The 10-to 30-Day Intraseasonal Weather Process Associated With Wintertime PM2.5 Pollution in Eastern China

Severe PM2.5 pollution strikes winter eastern China, while its physical process associated with the atmospheric evolution from several days to weeks is not clear. This study uses weather types as intermediate agents between large-scale atmospheric circulation and regional air pollution, to explore the whole circulation evolutionary chain related to wintertime PM2.5 pollution in eastern China. We extract objectively 6 weather types (WTs) for wintertime surface synoptic patterns in eastern China and analyze quantitatively the impacts of WTs on PM2.5 pollution. Then the preferred transitions between WTs are explored to explain potential weather process. We find a most frequently recurring circulation evolution corresponding to Mongolia high pressure that stretches southward to eastern China, referred as the WTs transition of YSH- > BLH- > MH, with PM2.5 increased in North China and dissipated as the high pressure moves southward.

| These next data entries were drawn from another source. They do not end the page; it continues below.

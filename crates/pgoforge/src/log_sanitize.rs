//! Strips terminal escape sequences and control characters from builder output
//! before it reaches the sink or an error log.

use std::iter::Peekable;
use std::str::Chars;

const MAX_LINE_CHARS: usize = 4096;
const ESC: char = '\x1b';
const BEL: char = '\x07';

/// Skips one escape sequence; the leading ESC is already consumed.
fn skip_escape(chars: &mut Peekable<Chars<'_>>) {
    match chars.next() {
        // CSI: parameters then a final byte in '@'..='~'.
        Some('[') => {
            for c in chars.by_ref() {
                if ('@'..='~').contains(&c) {
                    break;
                }
            }
        }
        // OSC ends with BEL or ST; DCS/SOS/PM/APC only with ST.
        Some(intro @ (']' | 'P' | 'X' | '^' | '_')) => {
            while let Some(c) = chars.next() {
                if intro == ']' && c == BEL {
                    break;
                }
                if c == ESC && chars.peek() == Some(&'\\') {
                    chars.next();
                    break;
                }
            }
        }
        _ => {}
    }
}

fn is_invisible_format(c: char) -> bool {
    matches!(
        c,
        '\u{200B}'..='\u{200F}' | '\u{202A}'..='\u{202E}' | '\u{2060}'..='\u{2064}' | '\u{2066}'..='\u{2069}' | '\u{FEFF}'
    )
}

pub fn sanitize_line(input: &str) -> String {
    let mut out = String::with_capacity(input.len().min(MAX_LINE_CHARS));
    let mut kept = 0usize;
    let mut chars = input.chars().peekable();

    while let Some(c) = chars.next() {
        let mapped = match c {
            ESC => {
                skip_escape(&mut chars);
                continue;
            }
            '\t' => ' ',
            '\r' | '\n' => continue,
            c if c.is_control() || is_invisible_format(c) => continue,
            c => c,
        };
        if kept == MAX_LINE_CHARS {
            out.push_str(" [truncated]");
            break;
        }
        out.push(mapped);
        kept += 1;
    }
    out
}
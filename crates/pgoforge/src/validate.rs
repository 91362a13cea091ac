use crate::error::ConfigError;

/// Every build input needs exactly one digest; an empty side never passes.
pub fn validate<S, C>(sources: &[S], checksums: &[C]) -> Result<(), ConfigError> {
    if sources.is_empty() || checksums.is_empty() || sources.len() != checksums.len() {
        return Err(ConfigError::StructuralMismatch {
            sources: sources.len(),
            checksums: checksums.len(),
        });
    }
    Ok(())
}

Further to establish intraseasonal connections between large-scale circulation and regional synoptic patterns, several leading evolutionary chains are discovered among tropical Madden-Julian Oscillation (MJO), extratropical teleconnections, and WTs of eastern China at an extended period. The positive or negative phase of teleconnections can indicate the WTs change 4-10 days in advance, while MJO further extends that indicative effect to 10-15 days. The intraseasonal oscillations of teleconnections such as conventional Eurasia, Scandinavia, Arctic Oscillation, Polar/Eurasia, Western Pacific and East Atlantic are associated with the transition of YSH- > BLH- > MH, and MJO may act as a precursor of teleconnection phases to extend effectively the prediction time for surface weather conditions and air pollution in eastern China.

Automated summary

This study explores the relationship between large-scale atmospheric circulation and regional air pollution in eastern China during winter by using weather types as intermediaries. The research finds that the most common circulation evolution leading to PM2.5 pollution is the southward movement of Mongolia high pressure into eastern China. Additionally, the study discovers connections between tropical Madden-Julian Oscillation, extratropical teleconnections, and weather types in eastern China, which can help predict surface weather conditions and air pollution in the region.